───── Given records ─────

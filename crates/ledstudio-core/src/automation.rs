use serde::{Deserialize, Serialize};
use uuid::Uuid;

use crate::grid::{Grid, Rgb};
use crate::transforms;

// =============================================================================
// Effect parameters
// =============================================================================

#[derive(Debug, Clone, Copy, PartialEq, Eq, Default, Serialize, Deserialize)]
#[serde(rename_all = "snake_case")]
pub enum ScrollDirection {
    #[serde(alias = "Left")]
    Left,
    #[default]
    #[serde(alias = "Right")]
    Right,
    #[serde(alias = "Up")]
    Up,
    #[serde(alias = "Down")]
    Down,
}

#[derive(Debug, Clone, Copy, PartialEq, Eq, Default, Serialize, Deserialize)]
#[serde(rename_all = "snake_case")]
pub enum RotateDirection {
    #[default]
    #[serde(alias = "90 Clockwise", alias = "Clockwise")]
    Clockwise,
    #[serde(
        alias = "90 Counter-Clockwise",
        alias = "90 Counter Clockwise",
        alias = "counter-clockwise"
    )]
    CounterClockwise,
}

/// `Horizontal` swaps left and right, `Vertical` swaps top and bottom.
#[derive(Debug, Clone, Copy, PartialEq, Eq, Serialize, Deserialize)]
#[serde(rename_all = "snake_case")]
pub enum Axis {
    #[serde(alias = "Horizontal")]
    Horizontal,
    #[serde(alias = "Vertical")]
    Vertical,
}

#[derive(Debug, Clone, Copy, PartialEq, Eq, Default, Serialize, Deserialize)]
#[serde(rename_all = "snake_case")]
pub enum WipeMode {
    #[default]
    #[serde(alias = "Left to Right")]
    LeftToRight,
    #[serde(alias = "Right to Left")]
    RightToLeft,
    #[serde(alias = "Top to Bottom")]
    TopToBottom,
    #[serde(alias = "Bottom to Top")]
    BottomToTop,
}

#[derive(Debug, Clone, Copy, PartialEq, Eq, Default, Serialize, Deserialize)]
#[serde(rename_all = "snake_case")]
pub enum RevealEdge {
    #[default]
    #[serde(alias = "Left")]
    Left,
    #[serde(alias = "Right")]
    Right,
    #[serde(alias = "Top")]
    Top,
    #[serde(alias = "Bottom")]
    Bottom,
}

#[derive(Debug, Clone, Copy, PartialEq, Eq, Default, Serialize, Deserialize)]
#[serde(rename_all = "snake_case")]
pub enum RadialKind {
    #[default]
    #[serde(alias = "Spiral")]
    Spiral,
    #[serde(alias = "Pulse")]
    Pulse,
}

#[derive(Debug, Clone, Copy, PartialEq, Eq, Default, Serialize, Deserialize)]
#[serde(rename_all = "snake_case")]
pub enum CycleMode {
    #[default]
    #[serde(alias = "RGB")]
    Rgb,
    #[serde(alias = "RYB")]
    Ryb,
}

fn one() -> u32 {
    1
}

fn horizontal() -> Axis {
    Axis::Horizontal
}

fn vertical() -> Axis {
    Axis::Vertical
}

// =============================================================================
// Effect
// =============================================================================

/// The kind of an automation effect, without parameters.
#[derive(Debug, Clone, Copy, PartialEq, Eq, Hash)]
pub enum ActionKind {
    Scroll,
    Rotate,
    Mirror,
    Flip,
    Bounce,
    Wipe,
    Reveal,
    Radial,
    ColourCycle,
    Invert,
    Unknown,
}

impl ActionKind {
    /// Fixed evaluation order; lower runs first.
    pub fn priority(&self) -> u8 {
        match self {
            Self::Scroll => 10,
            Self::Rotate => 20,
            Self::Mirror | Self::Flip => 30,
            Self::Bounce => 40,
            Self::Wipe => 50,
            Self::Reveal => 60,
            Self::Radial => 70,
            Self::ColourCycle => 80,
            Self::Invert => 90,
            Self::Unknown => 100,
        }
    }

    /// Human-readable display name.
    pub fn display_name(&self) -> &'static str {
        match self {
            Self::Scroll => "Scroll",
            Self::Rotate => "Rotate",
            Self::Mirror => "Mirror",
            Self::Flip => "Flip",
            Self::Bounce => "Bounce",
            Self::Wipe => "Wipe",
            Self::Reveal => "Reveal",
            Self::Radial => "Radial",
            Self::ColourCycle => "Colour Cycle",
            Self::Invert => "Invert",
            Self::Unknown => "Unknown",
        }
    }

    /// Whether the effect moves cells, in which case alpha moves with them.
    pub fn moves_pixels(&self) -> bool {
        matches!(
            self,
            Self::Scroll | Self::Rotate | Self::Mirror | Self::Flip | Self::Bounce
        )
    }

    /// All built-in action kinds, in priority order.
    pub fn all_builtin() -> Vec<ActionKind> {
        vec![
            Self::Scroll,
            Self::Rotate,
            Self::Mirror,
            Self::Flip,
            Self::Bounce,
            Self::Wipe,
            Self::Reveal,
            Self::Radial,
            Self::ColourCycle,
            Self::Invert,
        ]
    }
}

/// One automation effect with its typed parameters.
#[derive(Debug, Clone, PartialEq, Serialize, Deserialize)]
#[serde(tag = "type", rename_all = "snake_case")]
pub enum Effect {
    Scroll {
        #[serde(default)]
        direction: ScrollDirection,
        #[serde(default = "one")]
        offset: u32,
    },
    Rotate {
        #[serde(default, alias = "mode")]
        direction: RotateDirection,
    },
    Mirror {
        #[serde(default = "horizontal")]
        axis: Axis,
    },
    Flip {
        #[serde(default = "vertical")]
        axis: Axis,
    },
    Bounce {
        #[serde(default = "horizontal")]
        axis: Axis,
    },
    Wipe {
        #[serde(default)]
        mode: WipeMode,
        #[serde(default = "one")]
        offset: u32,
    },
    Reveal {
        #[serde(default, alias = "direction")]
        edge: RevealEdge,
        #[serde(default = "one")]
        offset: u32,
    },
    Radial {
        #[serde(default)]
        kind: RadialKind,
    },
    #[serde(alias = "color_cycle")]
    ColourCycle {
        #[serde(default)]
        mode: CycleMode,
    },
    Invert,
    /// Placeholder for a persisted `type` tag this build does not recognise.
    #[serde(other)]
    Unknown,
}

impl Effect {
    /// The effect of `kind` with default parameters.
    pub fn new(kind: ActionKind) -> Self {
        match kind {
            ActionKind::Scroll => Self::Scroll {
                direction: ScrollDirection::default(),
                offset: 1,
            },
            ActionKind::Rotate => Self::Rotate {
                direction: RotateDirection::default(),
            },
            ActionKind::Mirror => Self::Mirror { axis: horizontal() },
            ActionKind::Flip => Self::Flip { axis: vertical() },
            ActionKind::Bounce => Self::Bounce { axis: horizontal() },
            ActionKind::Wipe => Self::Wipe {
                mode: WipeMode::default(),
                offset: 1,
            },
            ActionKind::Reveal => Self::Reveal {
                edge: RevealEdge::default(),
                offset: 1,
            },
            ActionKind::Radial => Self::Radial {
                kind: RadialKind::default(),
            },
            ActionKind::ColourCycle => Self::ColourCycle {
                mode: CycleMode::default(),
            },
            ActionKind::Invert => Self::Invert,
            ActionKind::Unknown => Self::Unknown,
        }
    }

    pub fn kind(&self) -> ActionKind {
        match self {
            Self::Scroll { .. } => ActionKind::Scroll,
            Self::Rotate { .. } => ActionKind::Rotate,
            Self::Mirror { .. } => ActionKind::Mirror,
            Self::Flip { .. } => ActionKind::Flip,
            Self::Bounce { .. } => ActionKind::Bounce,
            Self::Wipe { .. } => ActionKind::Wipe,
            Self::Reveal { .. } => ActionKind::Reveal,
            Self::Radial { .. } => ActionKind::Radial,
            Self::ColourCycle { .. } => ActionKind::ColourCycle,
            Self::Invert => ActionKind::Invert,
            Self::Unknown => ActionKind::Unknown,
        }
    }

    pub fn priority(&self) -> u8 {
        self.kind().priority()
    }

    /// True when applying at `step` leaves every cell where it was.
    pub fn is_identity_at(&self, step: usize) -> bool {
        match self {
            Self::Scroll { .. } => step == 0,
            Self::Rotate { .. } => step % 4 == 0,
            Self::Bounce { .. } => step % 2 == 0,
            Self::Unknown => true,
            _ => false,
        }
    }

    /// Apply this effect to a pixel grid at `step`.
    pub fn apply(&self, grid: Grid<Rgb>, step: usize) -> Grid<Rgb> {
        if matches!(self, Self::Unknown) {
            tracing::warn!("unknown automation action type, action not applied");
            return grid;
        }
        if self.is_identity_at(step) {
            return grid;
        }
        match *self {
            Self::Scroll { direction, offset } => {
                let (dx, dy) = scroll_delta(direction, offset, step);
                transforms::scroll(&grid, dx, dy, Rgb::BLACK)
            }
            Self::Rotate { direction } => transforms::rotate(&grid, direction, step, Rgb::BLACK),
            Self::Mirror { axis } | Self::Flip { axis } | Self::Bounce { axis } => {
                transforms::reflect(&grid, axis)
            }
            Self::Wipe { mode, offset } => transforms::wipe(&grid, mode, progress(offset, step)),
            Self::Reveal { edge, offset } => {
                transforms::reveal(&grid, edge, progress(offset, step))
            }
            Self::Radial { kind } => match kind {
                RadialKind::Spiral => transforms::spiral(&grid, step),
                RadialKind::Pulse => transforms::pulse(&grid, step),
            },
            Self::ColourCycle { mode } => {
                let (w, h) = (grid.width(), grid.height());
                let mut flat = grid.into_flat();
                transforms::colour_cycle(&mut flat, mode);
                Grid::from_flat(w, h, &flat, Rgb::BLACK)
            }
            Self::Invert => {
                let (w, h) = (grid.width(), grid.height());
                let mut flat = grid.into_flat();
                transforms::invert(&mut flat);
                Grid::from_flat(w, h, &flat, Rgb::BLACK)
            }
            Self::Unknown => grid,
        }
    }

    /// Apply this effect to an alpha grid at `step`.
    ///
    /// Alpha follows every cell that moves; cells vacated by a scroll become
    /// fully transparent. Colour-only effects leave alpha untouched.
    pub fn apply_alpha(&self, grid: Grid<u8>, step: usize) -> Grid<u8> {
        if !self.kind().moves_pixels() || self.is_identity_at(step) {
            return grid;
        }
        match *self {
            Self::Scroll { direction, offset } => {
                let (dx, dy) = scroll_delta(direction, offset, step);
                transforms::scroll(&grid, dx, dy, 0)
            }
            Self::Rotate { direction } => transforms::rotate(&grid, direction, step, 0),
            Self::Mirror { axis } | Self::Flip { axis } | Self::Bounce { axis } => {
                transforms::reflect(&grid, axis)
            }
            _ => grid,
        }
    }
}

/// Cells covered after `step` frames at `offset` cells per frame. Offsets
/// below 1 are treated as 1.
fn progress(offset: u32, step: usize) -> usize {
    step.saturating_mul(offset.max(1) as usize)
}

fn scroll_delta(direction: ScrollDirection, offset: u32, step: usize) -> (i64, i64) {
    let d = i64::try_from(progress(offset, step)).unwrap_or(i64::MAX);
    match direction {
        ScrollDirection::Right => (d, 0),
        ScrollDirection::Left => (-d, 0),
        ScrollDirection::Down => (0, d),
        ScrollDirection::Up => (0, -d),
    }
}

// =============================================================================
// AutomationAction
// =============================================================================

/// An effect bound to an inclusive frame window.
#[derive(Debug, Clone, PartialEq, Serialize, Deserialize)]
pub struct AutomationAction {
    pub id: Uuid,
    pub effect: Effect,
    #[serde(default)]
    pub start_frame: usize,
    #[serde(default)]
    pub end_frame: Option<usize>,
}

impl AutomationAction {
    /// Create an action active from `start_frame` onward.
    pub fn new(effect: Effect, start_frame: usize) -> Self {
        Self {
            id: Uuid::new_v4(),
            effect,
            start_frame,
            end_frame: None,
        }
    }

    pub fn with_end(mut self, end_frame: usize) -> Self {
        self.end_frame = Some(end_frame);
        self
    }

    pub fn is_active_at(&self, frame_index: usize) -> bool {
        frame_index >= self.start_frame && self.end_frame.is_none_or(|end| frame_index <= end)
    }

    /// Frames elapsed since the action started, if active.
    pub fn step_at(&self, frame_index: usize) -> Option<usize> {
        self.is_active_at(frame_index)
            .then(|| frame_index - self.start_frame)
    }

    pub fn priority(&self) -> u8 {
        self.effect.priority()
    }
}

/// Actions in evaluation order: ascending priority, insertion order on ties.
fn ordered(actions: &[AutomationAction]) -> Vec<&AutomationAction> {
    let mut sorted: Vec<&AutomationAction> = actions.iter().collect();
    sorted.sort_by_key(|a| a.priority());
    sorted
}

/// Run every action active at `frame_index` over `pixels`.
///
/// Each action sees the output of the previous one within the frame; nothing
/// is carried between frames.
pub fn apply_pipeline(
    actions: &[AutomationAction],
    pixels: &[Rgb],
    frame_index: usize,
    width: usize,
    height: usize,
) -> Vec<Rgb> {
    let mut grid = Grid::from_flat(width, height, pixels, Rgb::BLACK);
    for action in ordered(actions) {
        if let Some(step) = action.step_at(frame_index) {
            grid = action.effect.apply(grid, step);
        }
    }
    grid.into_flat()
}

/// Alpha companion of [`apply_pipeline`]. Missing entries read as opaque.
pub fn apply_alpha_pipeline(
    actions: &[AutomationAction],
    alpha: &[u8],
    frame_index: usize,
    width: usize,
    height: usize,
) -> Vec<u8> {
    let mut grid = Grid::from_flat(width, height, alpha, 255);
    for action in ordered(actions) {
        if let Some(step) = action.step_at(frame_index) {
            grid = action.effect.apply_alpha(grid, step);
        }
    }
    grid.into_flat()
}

─────
───── Given records ─────

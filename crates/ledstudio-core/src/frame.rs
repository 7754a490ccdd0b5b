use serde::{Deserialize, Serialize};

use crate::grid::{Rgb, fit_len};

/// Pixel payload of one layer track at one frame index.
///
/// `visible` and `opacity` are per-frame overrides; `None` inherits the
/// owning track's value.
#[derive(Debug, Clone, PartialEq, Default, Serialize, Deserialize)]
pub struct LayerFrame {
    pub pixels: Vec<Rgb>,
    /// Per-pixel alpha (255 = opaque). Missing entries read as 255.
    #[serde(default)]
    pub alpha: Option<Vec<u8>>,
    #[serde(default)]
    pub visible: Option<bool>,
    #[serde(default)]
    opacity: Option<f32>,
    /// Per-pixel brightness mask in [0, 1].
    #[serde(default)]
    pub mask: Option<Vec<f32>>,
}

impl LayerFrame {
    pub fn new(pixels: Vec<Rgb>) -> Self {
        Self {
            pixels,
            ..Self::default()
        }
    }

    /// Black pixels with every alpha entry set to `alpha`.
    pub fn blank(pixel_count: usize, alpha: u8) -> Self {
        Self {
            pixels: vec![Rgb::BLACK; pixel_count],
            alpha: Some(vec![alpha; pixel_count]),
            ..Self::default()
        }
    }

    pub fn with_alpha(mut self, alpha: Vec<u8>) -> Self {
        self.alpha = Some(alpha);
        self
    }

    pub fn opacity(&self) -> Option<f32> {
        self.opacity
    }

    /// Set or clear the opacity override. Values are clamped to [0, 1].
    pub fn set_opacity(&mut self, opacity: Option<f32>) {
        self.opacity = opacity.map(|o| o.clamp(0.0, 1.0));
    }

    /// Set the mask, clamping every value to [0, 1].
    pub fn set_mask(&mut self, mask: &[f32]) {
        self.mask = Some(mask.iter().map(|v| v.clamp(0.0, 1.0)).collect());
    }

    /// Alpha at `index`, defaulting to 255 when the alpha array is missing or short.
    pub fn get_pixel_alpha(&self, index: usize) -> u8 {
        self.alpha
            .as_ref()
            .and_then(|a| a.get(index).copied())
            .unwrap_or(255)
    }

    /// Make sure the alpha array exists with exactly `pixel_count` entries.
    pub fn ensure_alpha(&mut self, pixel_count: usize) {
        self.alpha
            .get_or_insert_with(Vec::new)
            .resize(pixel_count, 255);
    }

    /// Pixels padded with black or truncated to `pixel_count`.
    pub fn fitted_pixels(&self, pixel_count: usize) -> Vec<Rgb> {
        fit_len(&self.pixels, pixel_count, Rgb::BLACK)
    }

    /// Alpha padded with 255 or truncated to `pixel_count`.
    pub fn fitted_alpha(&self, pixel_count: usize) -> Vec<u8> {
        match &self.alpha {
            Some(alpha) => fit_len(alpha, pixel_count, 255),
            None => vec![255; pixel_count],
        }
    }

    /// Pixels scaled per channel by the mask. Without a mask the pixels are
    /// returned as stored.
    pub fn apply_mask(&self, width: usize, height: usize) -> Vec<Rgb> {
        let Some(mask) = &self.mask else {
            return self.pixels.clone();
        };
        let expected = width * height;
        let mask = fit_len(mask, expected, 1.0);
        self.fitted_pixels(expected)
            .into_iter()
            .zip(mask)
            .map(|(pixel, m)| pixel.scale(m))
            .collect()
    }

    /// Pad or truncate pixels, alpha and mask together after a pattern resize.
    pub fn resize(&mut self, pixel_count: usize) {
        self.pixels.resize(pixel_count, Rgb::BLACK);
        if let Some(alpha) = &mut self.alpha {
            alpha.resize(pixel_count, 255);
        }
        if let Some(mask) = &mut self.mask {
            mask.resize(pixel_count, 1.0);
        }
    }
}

─────

Only the number is wanted: how many lines in the entries above contain the string "parameters"?

4